▸ What is needed
This task calls for copying every line of the records that includes the word "Option".

▸ Source data

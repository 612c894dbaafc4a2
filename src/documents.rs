//! Document listing and deletion (`docidx list`, `docidx delete`).

use anyhow::{bail, Result};

use docindex_core::models::{ContentType, Document};
use docindex_core::store::DocumentFilter;

use crate::config::Config;
use crate::ingest;

pub async fn run_list(
    config: &Config,
    content_type: Option<ContentType>,
    name: Option<String>,
    limit: Option<usize>,
) -> Result<()> {
    let indexer = ingest::open_indexer(config).await?;
    let filter = DocumentFilter {
        content_type,
        filename_contains: name,
        limit,
    };
    let docs = indexer.list_documents(&filter).await;
    indexer.store().pool().close().await;
    let docs = docs?;

    if docs.is_empty() {
        println!("No documents.");
        return Ok(());
    }

    println!(
        "{:<21} {:<9} {:>6} {:>10}  {:<16}  {}",
        "ID", "TYPE", "CHUNKS", "SIZE", "INDEXED", "PATH"
    );
    for doc in &docs {
        println!("{}", list_row(doc));
    }
    Ok(())
}

fn list_row(doc: &Document) -> String {
    format!(
        "{:<21} {:<9} {:>6} {:>10}  {:<16}  {}",
        doc.id,
        doc.content_type.as_str(),
        doc.chunk_count,
        crate::stats::format_bytes(doc.size_bytes),
        doc.indexed_at.format("%Y-%m-%d %H:%M"),
        doc.path
    )
}

pub async fn run_delete(config: &Config, id: &str) -> Result<()> {
    let indexer = ingest::open_indexer(config).await?;
    let deleted = indexer.delete_document(id).await;
    indexer.store().pool().close().await;

    if !deleted? {
        bail!("document not found: {}", id);
    }
    println!("Deleted {}", id);
    Ok(())
}

#[cfg(test)]
mod tests {
    use super::*;
    use chrono::TimeZone;
    use docindex_core::models::DocumentMetadata;

    #[test]
    fn test_list_row() {
        let doc = Document {
            id: "doc_0123456789abcdef".to_string(),
            filename: "guide.md".to_string(),
            path: "/srv/docs/guide.md".to_string(),
            content_type: ContentType::Markdown,
            size_bytes: 2048,
            content_hash: String::new(),
            metadata: DocumentMetadata {
                extension: Some("md".to_string()),
                modified_at: None,
                preview: String::new(),
            },
            indexed_at: chrono::Utc.with_ymd_and_hms(2026, 3, 1, 9, 30, 0).unwrap(),
            chunk_count: 4,
        };
        let row = list_row(&doc);
        assert!(row.starts_with("doc_0123456789abcdef  markdown"));
        assert!(row.contains("2.0 KB"));
        assert!(row.contains("2026-03-01 09:30"));
        assert!(row.ends_with("/srv/docs/guide.md"));
    }
}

▸ Response area
    content_type: Option<ContentType>,
    name: Option<String>,
    limit: Option<usize>,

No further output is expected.